> **WORK REQUIRED**: Match the word "snapshot". Return each line of the data below where it appears.

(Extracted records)
//! Tests for the bus sink

use std::sync::Arc;
use std::sync::atomic::{AtomicUsize, Ordering};
use std::time::Duration;

use async_trait::async_trait;
use tempest_config::BusConfig;
use tempest_protocol::{AlertRecord, ProcessingStatus};
use wiremock::matchers::{body_partial_json, header, method, path};
use wiremock::{Mock, MockServer, ResponseTemplate};

use super::{BusSink, ChannelPublisher, Publisher, RestProxyPublisher};
use crate::common::SinkError;
use crate::test_util::records;
use crate::toggle::{Togglable, ToggleGate};

/// Accepts `fail_at` sends, then fails every call
struct FlakyPublisher {
    fail_at: usize,
    attempts: AtomicUsize,
}

impl FlakyPublisher {
    fn new(fail_at: usize) -> Self {
        Self {
            fail_at,
            attempts: AtomicUsize::new(0),
        }
    }
}

#[async_trait]
impl Publisher for FlakyPublisher {
    fn name(&self) -> &'static str {
        "flaky"
    }

    async fn send(&self, _topic: &str, _record: &AlertRecord) -> Result<(), SinkError> {
        let n = self.attempts.fetch_add(1, Ordering::SeqCst);
        if n >= self.fail_at {
            Err(SinkError::delivery("bus", "broker unreachable"))
        } else {
            Ok(())
        }
    }
}

// ============================================================================
// Enabled path
// ============================================================================

#[tokio::test]
async fn test_publish_in_order() {
    let (publisher, mut rx) = ChannelPublisher::new(16);
    let sink = BusSink::new(ToggleGate::on(), "weather-alerts", Arc::new(publisher));

    let input = records(3);
    let result = sink.publish(&input).await.unwrap();

    assert_eq!(result.record_count, 3);
    assert_eq!(result.status, ProcessingStatus::Success);

    for expected in &input {
        let msg = rx.recv().await.unwrap();
        assert_eq!(msg.topic, "weather-alerts");
        assert_eq!(msg.key, expected.id);
        assert_eq!(&msg.record, expected);
    }
    assert!(rx.try_recv().is_err());
    assert_eq!(sink.metrics().snapshot().records_delivered, 3);
}

#[tokio::test]
async fn test_publish_empty_is_unprocessed() {
    let (publisher, _rx) = ChannelPublisher::new(1);
    let sink = BusSink::new(ToggleGate::on(), "t", Arc::new(publisher));

    let result = sink.publish(&[]).await.unwrap();
    assert_eq!(result.record_count, 0);
    assert_eq!(result.status, ProcessingStatus::Unprocessed);
}

#[tokio::test]
async fn test_publish_fails_fast() {
    let publisher = Arc::new(FlakyPublisher::new(2));
    let sink = BusSink::new(ToggleGate::on(), "t", publisher.clone());

    let err = sink.publish(&records(5)).await.unwrap_err();
    assert!(matches!(err, SinkError::Delivery { sink: "bus", .. }));

    // two successes plus the failing attempt, nothing after
    assert_eq!(publisher.attempts.load(Ordering::SeqCst), 3);
    let snapshot = sink.metrics().snapshot();
    assert_eq!(snapshot.records_delivered, 2);
    assert_eq!(snapshot.errors, 1);
}

#[tokio::test]
async fn test_closed_channel_is_delivery_error() {
    let (publisher, rx) = ChannelPublisher::new(4);
    drop(rx);
    let sink = BusSink::new(ToggleGate::on(), "t", Arc::new(publisher));

    let err = sink.publish(&records(1)).await.unwrap_err();
    assert!(err.to_string().contains("no consumer"));
}

// ============================================================================
// Disabled path
// ============================================================================

#[tokio::test]
async fn test_disabled_reports_input_count_without_sending() {
    let publisher = Arc::new(FlakyPublisher::new(0));
    let sink = BusSink::new(ToggleGate::off(), "t", publisher.clone());

    let result = sink.publish(&records(4)).await.unwrap();
    assert_eq!(result.record_count, 4);
    assert_eq!(result.status, ProcessingStatus::Success);
    assert_eq!(publisher.attempts.load(Ordering::SeqCst), 0);
    assert!(!sink.enabled());
    assert_eq!(sink.metrics().snapshot().skipped, 1);
}

#[tokio::test]
async fn test_from_config_channel_backend() {
    let config = BusConfig {
        topic: "alerts".into(),
        ..Default::default()
    };
    let (sink, rx) = BusSink::from_config(&config).unwrap();
    assert!(sink.enabled());
    assert_eq!(sink.topic(), "alerts");
    assert!(rx.is_some());
}

// ============================================================================
// REST proxy
// ============================================================================

#[tokio::test]
async fn test_rest_proxy_posts_to_topic() {
    let server = MockServer::start().await;
    let record = records(1).remove(0);

    Mock::given(method("POST"))
        .and(path("/topics/alerts"))
        .and(header("content-type", "application/vnd.kafka.json.v2+json"))
        .and(body_partial_json(serde_json::json!({
            "records": [ { "key": record.id, "value": { "id": record.id } } ]
        })))
        .respond_with(ResponseTemplate::new(200).set_body_string("{\"offsets\":[]}"))
        .expect(1)
        .mount(&server)
        .await;

    let publisher =
        RestProxyPublisher::new(&format!("{}/", server.uri()), Duration::from_secs(5)).unwrap();
    assert_eq!(publisher.topic_url("alerts"), format!("{}/topics/alerts", server.uri()));

    publisher.send("alerts", &record).await.unwrap();
    server.verify().await;
}

#[tokio::test]
async fn test_rest_proxy_error_status() {
    let server = MockServer::start().await;
    Mock::given(method("POST"))
        .and(path("/topics/missing"))
        .respond_with(ResponseTemplate::new(404).set_body_string("unknown topic"))
        .mount(&server)
        .await;

    let publisher = RestProxyPublisher::new(&server.uri(), Duration::from_secs(5)).unwrap();
    let err = publisher.send("missing", &records(1)[0]).await.unwrap_err();
    assert!(matches!(err, SinkError::Delivery { sink: "bus", .. }));
    assert!(err.to_string().contains("404"));
    assert!(err.to_string().contains("unknown topic"));
}

#[tokio::test]
async fn test_rest_proxy_unknown_path_is_not_success() {
    let server = MockServer::start().await;
    Mock::given(method("POST"))
        .and(path("/topics/alerts"))
        .respond_with(ResponseTemplate::new(200))
        .mount(&server)
        .await;

    let publisher = RestProxyPublisher::new(&server.uri(), Duration::from_secs(5)).unwrap();
    assert!(publisher.send("other", &records(1)[0]).await.is_err());
    assert_eq!(server.received_requests().await.unwrap().len(), 1);
}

> **SOLUTION**:
    assert_eq!(sink.metrics().snapshot().records_delivered, 3);
    let snapshot = sink.metrics().snapshot();
    assert_eq!(snapshot.records_delivered, 2);
    assert_eq!(snapshot.errors, 1);
    assert_eq!(sink.metrics().snapshot().skipped, 1);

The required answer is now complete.